[Vala] question on async methods



I would like to pose a tricky question on the use of async in Vala.
I pasted a vala file here: http://pastebin.com/uS5dxNHy
There you find also the command to compile and the output of the run.

Please bear with me while I try to explain what I want to prove with this app.

When I launch the async method method1 with begin() it starts. The
method executes a bare yield and the flow passes back to main. The
remaining part of method1 will never complete.
What this shows is that if a async method yields in the middle of its
code without registering its continuation anywhere it won't ever
complete.

When I launch the async method method2 with begin() it starts. The
method registers its continuation with Idle.add, then executes a bare
yield and the flow passes back to main. When, at the end, main runs a
MainLoop the method2 will complete its code.
What this shows is that if a method registers its continuation with
Glib.Idle then it will be rescheduled by GLib.MainLoop.

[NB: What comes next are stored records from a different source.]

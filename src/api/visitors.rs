//! Visitor endpoints: JSON twins of the kiosk form operations

use axum::{
    extract::{Path, State},
    http::StatusCode,
    Json,
};
use serde::Serialize;
use utoipa::ToSchema;

use crate::{
    error::AppResult,
    models::{VisitorForm, VisitorRecord},
};

/// Response carrying a newly assigned document id
#[derive(Serialize, ToSchema)]
pub struct CreatedResponse {
    /// Store-assigned document identifier, also the check-out QR payload
    pub id: String,
}

/// Register a new visitor
#[utoipa::path(
    post,
    path = "/visitors",
    tag = "visitors",
    request_body = VisitorForm,
    responses(
        (status = 201, description = "Visitor created", body = CreatedResponse),
        (status = 400, description = "Missing or invalid field"),
        (status = 422, description = "Tenant scope unavailable")
    )
)]
pub async fn create_visitor(
    State(state): State<crate::AppState>,
    Json(form): Json<VisitorForm>,
) -> AppResult<(StatusCode, Json<CreatedResponse>)> {
    let school = state.school_id();
    let id = state
        .services
        .visitors
        .create(&form, school.as_ref())
        .await?;
    Ok((StatusCode::CREATED, Json(CreatedResponse { id })))
}

/// Get visitor details by id
#[utoipa::path(
    get,
    path = "/visitors/{id}",
    tag = "visitors",
    params(("id" = String, Path, description = "Visitor document id")),
    responses(
        (status = 200, description = "Visitor details", body = VisitorRecord),
        (status = 404, description = "Visitor not found")
    )
)]
pub async fn get_visitor(
    State(state): State<crate::AppState>,
    Path(id): Path<String>,
) -> AppResult<Json<VisitorRecord>> {
    let record = state.services.visitors.get(&id).await?;
    Ok(Json(record))
}

/// Update a visitor and mark the visit checked-in
#[utoipa::path(
    put,
    path = "/visitors/{id}",
    tag = "visitors",
    params(("id" = String, Path, description = "Visitor document id")),
    request_body = VisitorForm,
    responses(
        (status = 200, description = "Updated visitor", body = VisitorRecord),
        (status = 400, description = "Missing or invalid field"),
        (status = 404, description = "Visitor not found"),
        (status = 422, description = "Tenant scope unavailable")
    )
)]
pub async fn update_visitor(
    State(state): State<crate::AppState>,
    Path(id): Path<String>,
    Json(form): Json<VisitorForm>,
) -> AppResult<Json<VisitorRecord>> {
    let school = state.school_id();
    state
        .services
        .visitors
        .update(&id, &form, school.as_ref())
        .await?;
    let record = state.services.visitors.get(&id).await?;
    Ok(Json(record))
}
//! QR payload construction and SVG rendering

use qrcode::{render::svg, QrCode};
use url::Url;

use crate::error::{AppError, AppResult};

/// Rendered QR edge length, sized for mobile-camera legibility
pub const QR_SIZE: u32 = 256;

/// Smaller variant used on the post-creation screen
pub const QR_SIZE_SMALL: u32 = 220;

/// Render arbitrary data as an inline SVG QR code
pub fn render_svg(data: &str, size: u32) -> AppResult<String> {
    let code = QrCode::new(data.as_bytes())
        .map_err(|e| AppError::Internal(format!("QR encoding failed: {}", e)))?;
    let svg = code
        .render::<svg::Color>()
        .min_dimensions(size, size)
        .quiet_zone(true)
        .build();
    Ok(svg)
}

/// The registration form URL for a given origin; this is the landing page's
/// QR payload, byte for byte.
pub fn form_url(origin: &str) -> String {
    format!("{}/visitor/form", origin)
}

/// A check-out-style scan URL carrying literal sample field values, used by
/// the test QR page to exercise the intake flow end to end.
pub fn sample_scan_url(origin: &str) -> AppResult<String> {
    let mut url = Url::parse(&format!("{}/visitor/scan", origin))
        .map_err(|e| AppError::Internal(format!("Invalid origin: {}", e)))?;
    url.query_pairs_mut()
        .append_pair("checkInTime", "2025-10-25T13:22:28+05:30")
        .append_pair("checkOutTime", "2025-10-25T13:56:12+05:30")
        .append_pair("email", "ragul26061999@gmail.com")
        .append_pair("hostDepartment", "ftufktfkyuuy")
        .append_pair("hostPerson", "vishal")
        .append_pair("mobileNumber", "8939243996")
        .append_pair("status", "checked-out")
        .append_pair("visitPurpose", "parent")
        .append_pair("visitorName", "ragul")
        .append_pair("visitorType", "current");
    Ok(url.to_string())
}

Methods method3 and method4 show the same behavior of method1 and
method2. They yield to another async method (method3bis and
method4bis) and this will execute a bare yield. Only the one that
registers its continuation with Glib.Idle will complete its operation
and make the async caller happy too.

The sequence of messages in the output shows that MainLoop will
schedule the registered continuations in the order that they have been
registered with Idle.add.

When I launch the async method method5 with begin() it starts. It
yields to another async method (method6) which does something but
never [explicitly] yields.
After method6 finishes, the flow passes back to main. The remaining
part of method5 *will* be scheduled back by MainLoop.
Note also that when MainLoop runs the remaining part of method5 is
rescheduled immediately, not after method2 and method4.

What I guess is that:
 . when a async method never calls a yield, then it is implicit
    a yield at the end of the method
 . the implicit continuation is implicitly registered with the MainLoop
    perhaps with a higher priority than Idle.

Is my interpretation correct?
Is this behavior wanted?

I find it particularly annoying because I would prefer to implement my
own scheduler instead of relying on MainLoop.